What is expected:
Each entry that appears below should be restated word for word.

--- Data to examine Enclosed Below ---

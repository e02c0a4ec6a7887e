use crate::foundation::core::PixelBuffer;
use crate::foundation::math::{mul_div255_u8, mul_div255_u16};

/// One premultiplied RGBA8 pixel.
pub type PremulRgba8 = [u8; 4];

/// Source-over with an extra opacity in `[0, 1]`.
pub fn over(dst: PremulRgba8, src: PremulRgba8, opacity: f32) -> PremulRgba8 {
    let opacity = opacity.clamp(0.0, 1.0);
    if opacity <= 0.0 || src[3] == 0 {
        return dst;
    }

    let op = ((opacity * 255.0).round() as i32).clamp(0, 255) as u16;
    let sa = mul_div255_u16(u16::from(src[3]), op);
    if sa == 0 {
        return dst;
    }
    let inv = 255 - sa;

    let mut out = [0u8; 4];
    out[3] = add_sat_u8(sa, mul_div255_u16(u16::from(dst[3]), inv));
    for i in 0..3 {
        let sc = mul_div255_u16(u16::from(src[i]), op);
        let dc = mul_div255_u16(u16::from(dst[i]), inv);
        out[i] = add_sat_u8(sc, dc);
    }
    out
}

/// Multiply tint: `dst * (src + (1 - src_a))` per color channel; destination alpha is kept.
///
/// A transparent source leaves `dst` unchanged and an opaque white source is the identity.
pub fn multiply(dst: PremulRgba8, src: PremulRgba8) -> PremulRgba8 {
    if src[3] == 0 {
        return dst;
    }
    let inv_a = 255 - u16::from(src[3]);
    let mut out = dst;
    for i in 0..3 {
        let k = (u16::from(src[i]) + inv_a).min(255);
        out[i] = mul_div255_u8(u16::from(dst[i]), k);
    }
    out
}

/// Composite `src` over `dst` with its top-left corner at `(x, y)`, clipping to `dst`.
pub fn blit_over(dst: &mut PixelBuffer, src: &PixelBuffer, x: i64, y: i64) {
    let dst_w = i64::from(dst.width);
    let dst_h = i64::from(dst.height);
    for sy in 0..src.height {
        let dy = y + i64::from(sy);
        if dy < 0 || dy >= dst_h {
            continue;
        }
        for sx in 0..src.width {
            let dx = x + i64::from(sx);
            if dx < 0 || dx >= dst_w {
                continue;
            }
            let s = src.pixel(sx, sy);
            if s[3] == 0 {
                continue;
            }
            let (dx, dy) = (dx as u32, dy as u32);
            let out = over(dst.pixel(dx, dy), s, 1.0);
            dst.put_pixel(dx, dy, out);
        }
    }
}

fn add_sat_u8(a: u16, b: u16) -> u8 {
    (a + b).min(255) as u8
}

#[cfg(test)]
#[path = "../../tests/unit/render/composite.rs"]
mod tests;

--- End of Enclosed Data to examine ---

Result:
repository e02c0a4ec6a7887e
use crate::foundation::core::PixelBuffer;
use crate::foundation::math::{mul_div255_u8, mul_div255_u16};

/// One premultiplied RGBA8 pixel.
pub type PremulRgba8 = [u8; 4];

/// Source-over with an extra opacity in `[0, 1]`.
pub fn over(dst: PremulRgba8, src: PremulRgba8, opacity: f32) -> PremulRgba8 {
    let opacity = opacity.clamp(0.0, 1.0);
    if opacity <= 0.0 || src[3] == 0 {
        return dst;
    }

    let op = ((opacity * 255.0).round() as i32).clamp(0, 255) as u16;
    let sa = mul_div255_u16(u16::from(src[3]), op);
    if sa == 0 {
        return dst;
    }
    let inv = 255 - sa;

    let mut out = [0u8; 4];
    out[3] = add_sat_u8(sa, mul_div255_u16(u16::from(dst[3]), inv));
    for i in 0..3 {
        let sc = mul_div255_u16(u16::from(src[i]), op);
        let dc = mul_div255_u16(u16::from(dst[i]), inv);
        out[i] = add_sat_u8(sc, dc);
    }
    out
}

/// Multiply tint: `dst * (src + (1 - src_a))` per color channel; destination alpha is kept.
///
/// A transparent source leaves `dst` unchanged and an opaque white source is the identity.
pub fn multiply(dst: PremulRgba8, src: PremulRgba8) -> PremulRgba8 {
    if src[3] == 0 {
        return dst;
    }
    let inv_a = 255 - u16::from(src[3]);
    let mut out = dst;
    for i in 0..3 {
        let k = (u16::from(src[i]) + inv_a).min(255);
        out[i] = mul_div255_u8(u16::from(dst[i]), k);
    }
    out
}

/// Composite `src` over `dst` with its top-left corner at `(x, y)`, clipping to `dst`.
pub fn blit_over(dst: &mut PixelBuffer, src: &PixelBuffer, x: i64, y: i64) {
    let dst_w = i64::from(dst.width);
    let dst_h = i64::from(dst.height);
    for sy in 0..src.height {
        let dy = y + i64::from(sy);
        if dy < 0 || dy >= dst_h {
            continue;
        }
        for sx in 0..src.width {
            let dx = x + i64::from(sx);
            if dx < 0 || dx >= dst_w {
                continue;
            }
            let s = src.pixel(sx, sy);
            if s[3] == 0 {
                continue;
            }
            let (dx, dy) = (dx as u32, dy as u32);
            let out = over(dst.pixel(dx, dy), s, 1.0);
            dst.put_pixel(dx, dy, out);
        }
    }
}

fn add_sat_u8(a: u16, b: u16) -> u8 {
    (a + b).min(255) as u8
}

#[cfg(test)]
#[path = "../../tests/unit/render/composite.rs"]
mod tests;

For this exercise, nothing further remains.